The researchers verified that the synthesized material—a layered 2D polymer—was true to design by using an array of techniques, including optical spectroscopy, transmission electron microscopy, atomic force microscopy, and grazing-incidence wide-angle x-ray scattering (GIWAXS) at ALS Beamline 7.3.3.
The tests showed that the 2D polymer was highly crystalline, with the requisite semiconducting band gap and ability to electronically couple to monolayer transition metal dichalcogenides, like molybdenum disulfide (MoS2).

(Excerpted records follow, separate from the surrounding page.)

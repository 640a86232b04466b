//! USB 2.0 full/low-speed host stack for DesignWare-style OTG cores
//!
//! The stack runs entirely inside one [`UsbHost`] context. Platform code
//! supplies the controller registers, a one-shot timer and an interrupt
//! mask through the traits in [`hal`], then calls
//! [`UsbHost::handle_interrupt`] and [`UsbHost::handle_timer`] as events
//! arrive. Devices plugged into the root port or any hub are enumerated
//! automatically and offered to registered [`Driver`]s.
//!
//! # Example
//!
//! ```no_run
//! use host::{HostConfig, UsbHost};
//! # fn platform() -> (Box<dyn host::HostController>, Box<dyn host::OneshotTimer>, std::rc::Rc<dyn host::InterruptMask>) { unimplemented!() }
//!
//! # fn main() -> host::Result<()> {
//! let (hw, timer, irq) = platform();
//! let mut usb = UsbHost::new(HostConfig::default(), hw, timer, irq)?;
//! usb.start();
//! // from the interrupt handler:
//! usb.handle_interrupt();
//! # Ok(())
//! # }
//! ```

pub mod activation;
pub mod channel;
pub mod config;
pub mod device;
pub mod driver;
pub mod endpoint;
pub mod error;
pub mod frame;
pub mod hal;
pub mod host;
pub mod hub;
pub mod root;
pub mod scheduler;
pub mod urb;

pub use activation::ActivationRequester;
pub use channel::{Channel, ChannelState};
pub use config::{HostConfig, load_config};
pub use device::{Attachment, Device, DeviceId, DeviceState};
pub use driver::{Driver, DriverDevice, DriverDeviceRef};
pub use endpoint::Endpoint;
pub use error::{HostError, Result};
pub use hal::{
    ChannelConfig, ChannelInterrupts, ChannelPid, CoreInterrupts, HostController, InterruptMask,
    OneshotTimer, RootPortStatus, RxPacketStatus, RxStatus, TimerEvent, TimerHandle, TxQueue,
};
pub use host::UsbHost;
pub use hub::{Hub, HubPort, HubState};
pub use root::{RootPort, RootPortState};
pub use urb::{Completion, EndpointRef, Urb, UrbCallback, UrbCompletion, UrbId, UrbStatus};
//! Attached devices and their enumeration
//!
//! Enumeration is a chain of control transfers on the default pipe; each
//! completion moves the device one state further:
//!
//! ```text
//! None -> Address -> DescDevice8 -> DescDevice -> [FetchManuString]
//!      -> [FetchProdString] -> FetchConfigurations (per index) -> Unconfigured
//! ```
//!
//! From Unconfigured a driver (or the built-in hub logic) selects a
//! configuration, which runs Configuring -> Configured and then one
//! SET_INTERFACE per claimed interface that wants a non-default alternate
//! setting. A failed request is simply sent again.

use crate::UsbHost;
use crate::activation::ActivationRequester;
use crate::driver::{DriverDeviceRef, DriverNotice};
use crate::endpoint::Endpoint;
use crate::error::{HostError, Result};
use crate::hal::CriticalSection;
use crate::hub::Hub;
use crate::urb::{Completion, Urb, UrbId, UrbStatus};
use protocol::messages::DEVICE_DESCRIPTOR_LEN;
use protocol::types::CLASS_HUB;
use protocol::{
    Configuration, ConfigurationDescriptor, DeviceDescriptor, DeviceSpeed, ProtocolError,
    SetupPacket, decode_string,
};
use std::rc::Rc;
use tracing::{debug, error, info, warn};

/// Request lengths tried in turn while a device STALLs the first
/// GET_DESCRIPTOR(DEVICE)
pub const PROBE_LENGTHS: [u16; 4] = [8, 16, 32, 64];

/// Handle for a device known to the host
#[derive(Debug, Clone, Copy, PartialEq, Eq, Hash, PartialOrd, Ord)]
pub struct DeviceId(pub u32);

#[derive(Debug, Clone, Copy, PartialEq, Eq, Hash)]
pub enum DeviceState {
    None,
    Address,
    DescDevice8,
    DescDevice,
    FetchManuString,
    FetchProdString,
    FetchConfigurations,
    Unconfigured,
    Configuring,
    Configured,
    ConfiguringInterfaces,
}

Dramatic optical and electronic changes occurred when the polymer thickness was reduced: the polymer’s efficiency at re-radiating absorbed light increased by more than a factor of 100. More surprisingly, the rate at which the layers transfer energy between each other was also affected. This unanticipated result underscores the potential for the discovery of emergent phenomena in studies of hybrid heterostructures.
H. Balch, R. Dasari, H. Li, R. Li, S. Thomas, D. Wang, R. Bisbey, K. Slicker, I. Castano, S. Xun, L. Jiang, C. Zhu, N. Gianneschi, D. Ralph, J.‑L. Bredas, S. Marder, W. Dichtel, and F. Wang, “Electronically Coupled 2D Polymer/MoS2 Heterostructures,” JACS 142, 21131 (2020), doi:10.1021/jacs.0c10151.